━━━━━ Exercise materials

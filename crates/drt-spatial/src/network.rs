//! Road network representation and builder.
//!
//! # Data layout
//!
//! Outgoing links are stored in **Compressed Sparse Row (CSR)** form.  The
//! links leaving `NodeId n` are the contiguous `LinkId` range
//!
//! ```text
//! node_out_start[n] .. node_out_start[n+1]
//! ```
//!
//! and every per-link array (`link_from`, `link_to`, `link_length_m`,
//! `link_travel_ms`) is indexed by that `LinkId`.  The path engine's inner
//! loop is therefore a linear scan.
//!
//! # Spatial index
//!
//! An R-tree (via `rstar`) maps `(lat, lon)` to the nearest `NodeId`.  Charger
//! sites given as coordinates are snapped through it when the charging
//! infrastructure is built.

use rstar::{AABB, PointDistance, RTree, RTreeObject};

use drt_core::{GeoPoint, LinkId, NodeId};

use crate::{SpatialError, SpatialResult};

// ── R-tree node entry ─────────────────────────────────────────────────────────

#[derive(Clone)]
struct NodeEntry {
    point: [f32; 2], // [lat, lon]
    id: NodeId,
}

impl RTreeObject for NodeEntry {
    type Envelope = AABB<[f32; 2]>;
    fn envelope(&self) -> Self::Envelope {
        AABB::from_point(self.point)
    }
}

impl PointDistance for NodeEntry {
    /// Squared Euclidean distance in lat/lon space.  Good enough for
    /// nearest-node queries inside one service area.
    fn distance_2(&self, point: &[f32; 2]) -> f32 {
        let dlat = self.point[0] - point[0];
        let dlon = self.point[1] - point[1];
        dlat * dlat + dlon * dlon
    }
}

// ── RoadNetwork ───────────────────────────────────────────────────────────────

/// Directed road graph in CSR format plus a spatial index for node snapping.
///
/// Immutable once built; shared by reference between the dispatcher, the
/// charging planner and the executor.  Use [`RoadNetworkBuilder`] to create
/// one.
pub struct RoadNetwork {
    /// Geographic position of each node.  Indexed by `NodeId`.
    pub node_pos: Vec<GeoPoint>,

    /// CSR row pointer.  Length = `node_count + 1`.
    pub node_out_start: Vec<u32>,

    /// Source node of each link (used for path reconstruction).
    pub link_from: Vec<NodeId>,

    /// Destination node of each link.
    pub link_to: Vec<NodeId>,

    /// Length of each link in metres.
    pub link_length_m: Vec<f32>,

    /// Free-flow travel time in milliseconds.  Path cost.
    pub link_travel_ms: Vec<u32>,

    spatial_idx: RTree<NodeEntry>,
}

impl RoadNetwork {
    /// A network with no nodes.  Every routing query against it fails.
    pub fn empty() -> Self {
        RoadNetworkBuilder::new().build()
    }

    pub fn node_count(&self) -> usize {
        self.node_pos.len()
    }

    pub fn link_count(&self) -> usize {
        self.link_to.len()
    }

    pub fn is_empty(&self) -> bool {
        self.node_pos.is_empty()
    }

    #[inline]
    pub fn contains(&self, node: NodeId) -> bool {
        node.index() < self.node_pos.len()
    }

    /// `Ok(node)` if the node exists, `NodeNotFound` otherwise.
    pub fn check_node(&self, node: NodeId) -> SpatialResult<NodeId> {
        if self.contains(node) {
            Ok(node)
        } else {
            Err(SpatialError::NodeNotFound(node))
        }
    }

    pub fn node_position(&self, node: NodeId) -> SpatialResult<GeoPoint> {
        self.node_pos
            .get(node.index())
            .copied()
            .ok_or(SpatialError::NodeNotFound(node))
    }

    /// `LinkId`s of all links leaving `node`.  No allocation.
    #[inline]
    pub fn out_links(&self, node: NodeId) -> impl Iterator<Item = LinkId> + '_ {
        let start = self.node_out_start[node.index()] as usize;
        let end   = self.node_out_start[node.index() + 1] as usize;
        (start..end).map(|i| LinkId(i as u32))
    }

    #[inline]
    pub fn out_degree(&self, node: NodeId) -> usize {
        let start = self.node_out_start[node.index()] as usize;
        let end   = self.node_out_start[node.index() + 1] as usize;
        end - start
    }

    // ── Spatial queries ───────────────────────────────────────────────────

    /// Nearest road node to `pos`.
    pub fn snap_to_node(&self, pos: GeoPoint) -> SpatialResult<NodeId> {
        self.spatial_idx
            .nearest_neighbor(&[pos.lat, pos.lon])
            .map(|e| e.id)
            .ok_or(SpatialError::EmptyNetwork(pos))
    }

    /// Up to `k` nearest nodes to `pos`, ascending distance.
    pub fn k_nearest_nodes(&self, pos: GeoPoint, k: usize) -> Vec<NodeId> {
        self.spatial_idx
            .nearest_neighbor_iter(&[pos.lat, pos.lon])
            .take(k)
            .map(|e| e.id)
            .collect()
    }
}

// ── RoadNetworkBuilder ────────────────────────────────────────────────────────

/// Construct a [`RoadNetwork`] incrementally, then call [`build`](Self::build).
///
/// # Example
///
/// ```
/// use drt_core::GeoPoint;
/// use drt_spatial::RoadNetworkBuilder;
///
/// let mut b = RoadNetworkBuilder::new();
/// let a = b.add_node(GeoPoint::new(52.52, 13.40));
/// let c = b.add_node(GeoPoint::new(52.53, 13.40));
/// b.add_road(a, c, 1_200.0, 90_000);
/// let net = b.build();
/// assert_eq!(net.link_count(), 2);
/// ```
pub struct RoadNetworkBuilder {
    nodes:     Vec<GeoPoint>,
    raw_links: Vec<RawLink>,
}

struct RawLink {
    from:      NodeId,
    to:        NodeId,
    length_m:  f32,
    travel_ms: u32,
}

impl RoadNetworkBuilder {
    pub fn new() -> Self {
        Self { nodes: Vec::new(), raw_links: Vec::new() }
    }

    pub fn with_capacity(nodes: usize, links: usize) -> Self {
        Self {
            nodes:     Vec::with_capacity(nodes),
            raw_links: Vec::with_capacity(links),
        }
    }

    /// Add a node and return its `NodeId` (sequential from 0).
    pub fn add_node(&mut self, pos: GeoPoint) -> NodeId {
        let id = NodeId(self.nodes.len() as u32);
        self.nodes.push(pos);
        id
    }

    /// Add a directed link.
    pub fn add_link(&mut self, from: NodeId, to: NodeId, length_m: f32, travel_ms: u32) {
        self.raw_links.push(RawLink { from, to, length_m, travel_ms });
    }

    /// Add links in both directions.
    pub fn add_road(&mut self, a: NodeId, b: NodeId, length_m: f32, travel_ms: u32) {
        self.add_link(a, b, length_m, travel_ms);
        self.add_link(b, a, length_m, travel_ms);
    }

    /// Add a two-way road whose length is the great-circle distance between
    /// the endpoints, travelled at `speed_mps`.
    pub fn add_road_at_speed(&mut self, a: NodeId, b: NodeId, speed_mps: f32) {
        let length_m = self.nodes[a.index()].distance_m(self.nodes[b.index()]);
        let travel_ms = (length_m / speed_mps.max(0.1) * 1_000.0).round() as u32;
        self.add_road(a, b, length_m, travel_ms);
    }

    pub fn node_pos(&self, id: NodeId) -> GeoPoint {
        self.nodes[id.index()]
    }

    pub fn node_count(&self) -> usize { self.nodes.len() }
    pub fn link_count(&self) -> usize { self.raw_links.len() }

    /// Consume the builder.  O(L log L) link sort plus O(N log N) R-tree
    /// bulk load.
    pub fn build(self) -> RoadNetwork {
        let node_count = self.nodes.len();

        let mut raw = self.raw_links;
        raw.sort_by_key(|l| l.from.0);

        let link_from:      Vec<NodeId> = raw.iter().map(|l| l.from).collect();
        let link_to:        Vec<NodeId> = raw.iter().map(|l| l.to).collect();
        let link_length_m:  Vec<f32>    = raw.iter().map(|l| l.length_m).collect();
        let link_travel_ms: Vec<u32>    = raw.iter().map(|l| l.travel_ms).collect();

        let mut node_out_start = vec![0u32; node_count + 1];
        for l in &raw {
            node_out_start[l.from.index() + 1] += 1;
        }
        for i in 1..=node_count {
            node_out_start[i] += node_out_start[i - 1];
        }
        debug_assert_eq!(node_out_start[node_count] as usize, raw.len());

        let entries: Vec<NodeEntry> = self
            .nodes
            .iter()
            .enumerate()
            .map(|(i, &pos)| NodeEntry { point: [pos.lat, pos.lon], id: NodeId(i as u32) })
            .collect();
        let spatial_idx = RTree::bulk_load(entries);

        tracing::debug!(nodes = node_count, links = raw.len(), "road network built");

        RoadNetwork {
            node_pos: self.nodes,
            node_out_start,
            link_from,
            link_to,
            link_length_m,
            link_travel_ms,
            spatial_idx,
        }
    }
}

impl Default for RoadNetworkBuilder {
    fn default() -> Self {
        Self::new()
    }
}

━━━━━━━━━━

- _Your objective_: Check each line of the records for the word "plus" and extract those that contain it.

- _Written solution_:
/// Directed road graph in CSR format plus a spatial index for node snapping.
    /// Consume the builder.  O(L log L) link sort plus O(N log N) R-tree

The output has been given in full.